_Problem to work on_. Please write out, exactly as given, every line of the entries below up to and including the line with "use nanoclaw_harness::workload::spawner::InvocationNames;".

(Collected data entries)

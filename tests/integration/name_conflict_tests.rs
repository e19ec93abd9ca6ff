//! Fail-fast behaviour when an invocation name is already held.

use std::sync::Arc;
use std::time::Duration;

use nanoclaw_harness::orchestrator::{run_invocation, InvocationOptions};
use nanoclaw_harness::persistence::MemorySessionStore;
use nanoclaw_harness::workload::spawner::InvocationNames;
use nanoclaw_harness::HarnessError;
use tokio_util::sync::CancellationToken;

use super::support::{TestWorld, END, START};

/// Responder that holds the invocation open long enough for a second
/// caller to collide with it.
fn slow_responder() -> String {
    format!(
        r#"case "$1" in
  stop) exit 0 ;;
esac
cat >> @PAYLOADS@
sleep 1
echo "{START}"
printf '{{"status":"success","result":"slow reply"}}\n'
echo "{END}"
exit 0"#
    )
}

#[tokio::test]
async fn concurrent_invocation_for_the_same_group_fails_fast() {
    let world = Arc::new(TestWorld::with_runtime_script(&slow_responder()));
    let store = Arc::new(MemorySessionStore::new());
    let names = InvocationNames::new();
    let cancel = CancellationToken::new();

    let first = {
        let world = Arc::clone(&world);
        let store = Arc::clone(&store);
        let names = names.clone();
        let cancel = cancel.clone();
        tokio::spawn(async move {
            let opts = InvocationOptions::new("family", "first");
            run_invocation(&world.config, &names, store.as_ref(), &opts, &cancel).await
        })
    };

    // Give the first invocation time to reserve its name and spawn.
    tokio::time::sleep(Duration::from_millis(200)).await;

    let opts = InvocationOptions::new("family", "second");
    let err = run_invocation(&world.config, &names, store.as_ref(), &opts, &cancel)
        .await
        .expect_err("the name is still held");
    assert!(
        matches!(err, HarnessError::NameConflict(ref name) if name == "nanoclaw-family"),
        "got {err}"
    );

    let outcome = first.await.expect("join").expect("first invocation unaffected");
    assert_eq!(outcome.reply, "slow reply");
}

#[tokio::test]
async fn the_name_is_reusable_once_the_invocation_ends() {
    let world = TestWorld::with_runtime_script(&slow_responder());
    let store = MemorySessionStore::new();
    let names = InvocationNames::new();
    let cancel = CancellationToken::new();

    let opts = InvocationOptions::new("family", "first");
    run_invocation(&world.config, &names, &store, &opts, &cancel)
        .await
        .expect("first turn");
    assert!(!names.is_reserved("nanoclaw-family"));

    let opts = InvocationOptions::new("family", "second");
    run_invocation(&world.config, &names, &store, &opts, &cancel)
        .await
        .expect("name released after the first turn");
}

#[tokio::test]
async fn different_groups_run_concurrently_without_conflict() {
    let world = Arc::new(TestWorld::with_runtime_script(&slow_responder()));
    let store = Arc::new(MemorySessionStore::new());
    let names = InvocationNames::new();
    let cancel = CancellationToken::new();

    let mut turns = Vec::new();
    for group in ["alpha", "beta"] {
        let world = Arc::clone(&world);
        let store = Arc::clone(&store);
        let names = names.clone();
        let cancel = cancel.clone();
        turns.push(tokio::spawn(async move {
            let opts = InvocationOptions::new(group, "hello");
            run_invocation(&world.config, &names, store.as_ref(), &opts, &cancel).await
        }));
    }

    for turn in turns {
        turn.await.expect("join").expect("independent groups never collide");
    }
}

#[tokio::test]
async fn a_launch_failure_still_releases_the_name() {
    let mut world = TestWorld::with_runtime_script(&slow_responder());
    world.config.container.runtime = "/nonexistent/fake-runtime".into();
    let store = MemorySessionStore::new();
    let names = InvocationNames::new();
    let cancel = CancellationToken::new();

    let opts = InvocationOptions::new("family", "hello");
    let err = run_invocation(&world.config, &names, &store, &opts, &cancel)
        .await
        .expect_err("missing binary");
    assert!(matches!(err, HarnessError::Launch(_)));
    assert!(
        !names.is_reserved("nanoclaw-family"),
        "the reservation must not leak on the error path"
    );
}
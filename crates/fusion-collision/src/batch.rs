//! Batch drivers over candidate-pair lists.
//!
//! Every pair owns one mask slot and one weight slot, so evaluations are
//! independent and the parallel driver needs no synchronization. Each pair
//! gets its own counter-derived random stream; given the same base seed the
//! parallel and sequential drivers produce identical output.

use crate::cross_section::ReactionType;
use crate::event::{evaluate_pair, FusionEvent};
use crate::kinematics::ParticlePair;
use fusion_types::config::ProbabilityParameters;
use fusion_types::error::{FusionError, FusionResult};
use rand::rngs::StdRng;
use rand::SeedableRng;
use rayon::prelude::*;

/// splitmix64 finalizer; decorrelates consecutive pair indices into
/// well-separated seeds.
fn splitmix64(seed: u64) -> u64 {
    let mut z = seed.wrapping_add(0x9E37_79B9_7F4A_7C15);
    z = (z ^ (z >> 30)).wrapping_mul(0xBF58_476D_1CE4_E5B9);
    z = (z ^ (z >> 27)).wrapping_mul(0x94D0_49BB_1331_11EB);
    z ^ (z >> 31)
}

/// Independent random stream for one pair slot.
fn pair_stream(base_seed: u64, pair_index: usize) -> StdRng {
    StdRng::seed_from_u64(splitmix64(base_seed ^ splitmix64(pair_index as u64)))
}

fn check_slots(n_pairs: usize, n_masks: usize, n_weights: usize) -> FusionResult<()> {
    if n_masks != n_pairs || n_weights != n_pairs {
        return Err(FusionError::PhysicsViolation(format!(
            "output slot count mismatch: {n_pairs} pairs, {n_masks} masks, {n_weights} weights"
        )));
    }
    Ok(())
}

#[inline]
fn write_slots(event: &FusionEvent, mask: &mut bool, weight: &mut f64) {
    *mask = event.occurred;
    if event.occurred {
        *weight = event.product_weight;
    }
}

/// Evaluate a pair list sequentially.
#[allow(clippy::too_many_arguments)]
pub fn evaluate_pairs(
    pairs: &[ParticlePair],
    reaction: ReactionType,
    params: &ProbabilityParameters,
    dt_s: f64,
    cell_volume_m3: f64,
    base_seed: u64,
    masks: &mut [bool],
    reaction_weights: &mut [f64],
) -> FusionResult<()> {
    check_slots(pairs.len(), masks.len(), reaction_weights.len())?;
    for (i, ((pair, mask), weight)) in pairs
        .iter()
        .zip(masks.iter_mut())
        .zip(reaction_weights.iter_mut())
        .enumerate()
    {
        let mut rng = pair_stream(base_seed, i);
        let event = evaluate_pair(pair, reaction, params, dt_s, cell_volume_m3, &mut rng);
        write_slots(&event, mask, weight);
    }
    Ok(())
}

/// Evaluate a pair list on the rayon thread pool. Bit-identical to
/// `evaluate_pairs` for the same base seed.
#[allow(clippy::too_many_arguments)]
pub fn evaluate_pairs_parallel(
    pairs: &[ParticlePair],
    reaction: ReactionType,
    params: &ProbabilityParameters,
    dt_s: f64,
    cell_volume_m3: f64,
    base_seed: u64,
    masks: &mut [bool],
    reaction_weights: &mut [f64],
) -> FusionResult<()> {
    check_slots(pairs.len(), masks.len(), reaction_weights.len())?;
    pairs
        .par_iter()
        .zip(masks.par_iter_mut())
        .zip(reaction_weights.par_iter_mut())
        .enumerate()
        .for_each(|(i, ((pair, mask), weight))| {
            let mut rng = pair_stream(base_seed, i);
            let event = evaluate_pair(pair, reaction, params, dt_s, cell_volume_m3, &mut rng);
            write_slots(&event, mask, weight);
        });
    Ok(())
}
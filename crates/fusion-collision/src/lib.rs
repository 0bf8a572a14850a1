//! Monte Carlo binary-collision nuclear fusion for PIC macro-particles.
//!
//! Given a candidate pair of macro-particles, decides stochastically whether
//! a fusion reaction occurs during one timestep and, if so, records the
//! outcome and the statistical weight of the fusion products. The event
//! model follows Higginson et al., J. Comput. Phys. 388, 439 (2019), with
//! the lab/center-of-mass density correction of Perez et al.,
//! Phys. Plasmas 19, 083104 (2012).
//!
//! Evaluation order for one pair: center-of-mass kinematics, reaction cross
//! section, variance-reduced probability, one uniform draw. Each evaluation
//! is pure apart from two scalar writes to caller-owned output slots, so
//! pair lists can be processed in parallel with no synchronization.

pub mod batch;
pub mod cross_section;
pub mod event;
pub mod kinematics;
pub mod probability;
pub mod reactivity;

_Exercise answer_.
filename tests/integration/name_conflict_tests.rs
repository e19ec93abd9ca6ff
//! Fail-fast behaviour when an invocation name is already held.

use std::sync::Arc;
use std::time::Duration;

use nanoclaw_harness::orchestrator::{run_invocation, InvocationOptions};
use nanoclaw_harness::persistence::MemorySessionStore;
use nanoclaw_harness::workload::spawner::InvocationNames;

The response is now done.